Bankman-Fried is a fool and a phony and I'm almost starting to believe he's innocent of the specific charges. Not that I would ever let him within a dozen firewalls of my digital funds.
Tech News
- Google wants content scraping by AI tools to be considered fair use. (Tom's Hardware)
Of course they do.
But... Why shouldn't it be?
I can read whatever I like on the internet, and express my opinions here. Well, not if Prime Minister Albonazi manages to shove his godforsaken misinformation bill through Parliament but until then we have the tacit assumption of freedom of speech down here, even if it is not specifically protected under our Constitution because nothing else is either.
And not that those specific protections are worth much in the US anymore.
Anyway.
Why shouldn't training AIs on public material be fair use under the First Amendment? How can we have free speech if we don't have free listening?
- Disabling the Efficiency cores on Intel CPUs nets a 50% performance boost on new game Atlas Fallen. (WCCFTech)
Which is apparently not an unauthorised sequel to Shrugged.
I'm not sure who exactly screwed this up, but the article points the finger at the game developer and not Microsoft.
- Use text-to-speech to instantly create your own podcast. (Hacker News)
No.
- The You Can't Just Say That S25-0801 offers eight 2.5Gb ports and one 10Gb port, but the 10Gb port is SFP so it goes straight onto the trash pile. (Serve the Home)
Around $100. Shame about, uh, that.The bottom of the switch has two mounting points. It also has a You Can't Just Say That product label.
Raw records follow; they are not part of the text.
//! # mal-transport
//!
//! Wire-level transport bindings for CCSDS MO MAL messaging over constrained
//! space links.
//!
//! The crate has two halves:
//! - **core**: the SPP binary attribute codec (`AttributeEncoder`,
//!   `AttributeDecoder`) built on `ByteSink`/`ByteCursor`, plus the packet
//!   framing used on the stream transport.
//! - **transport**: the connection acceptor, per-connection receivers and the
//!   dispatch pool that hands complete packets to the outer messaging layer.
//!
//! ## Example
//! ```rust
//! use mal_transport::core::{AttributeDecoder, AttributeEncoder, WireProfile};
//! use mal_transport::core::attribute::Duration;
//!
//! # fn main() -> mal_transport::error::Result<()> {
//! let profile = WireProfile::spp(true);
//! let mut encoder = AttributeEncoder::new(profile);
//! encoder.encode_duration(Duration::from_secs_f64(1.5))?;
//! encoder.encode_nullable_string(Some("hello"))?;
//!
//! let bytes = encoder.into_bytes();
//! let mut decoder = AttributeDecoder::from_slice(&bytes, profile);
//! assert_eq!(decoder.decode_duration()?.as_secs_f64(), 1.5);
//! assert_eq!(decoder.decode_nullable_string()?.as_deref(), Some("hello"));
//! # Ok(())
//! # }
//! ```

pub mod config;
pub mod core;
pub mod error;
pub mod transport;
pub mod utils;

pub use crate::core::{AttributeDecoder, AttributeEncoder, ByteCursor, ByteSink, WireProfile};
pub use crate::error::{ProtocolError, Result};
We will just quickly note that the "You Can't Just Say That" name was one of the most frequent points that commenters focused on in the YouTube video.
You don't say.
Probably because you can't.
- Austria's telecommunications regulator has ruled that courts can order DNS blocks for various nefarious activities, but cannot require ISPs to block IP addresses. (TorrentFreak)
Which is a sport our own authorities in Australia are a little too keen on as well.
The problem in this case is that a single IP address can host, say, 96,530 individual websites.
Setting Things on Fire and Ranting about Australia's Hapless Recycling Efforts with a Brief Discursion into the Secret History of the Unfortunate Thermonuclear Aftermath of the Grovers Mill Incident Video of the Day
We choose to set titanium on fire, and talk about the other things, not because it is easy, but because it is fun.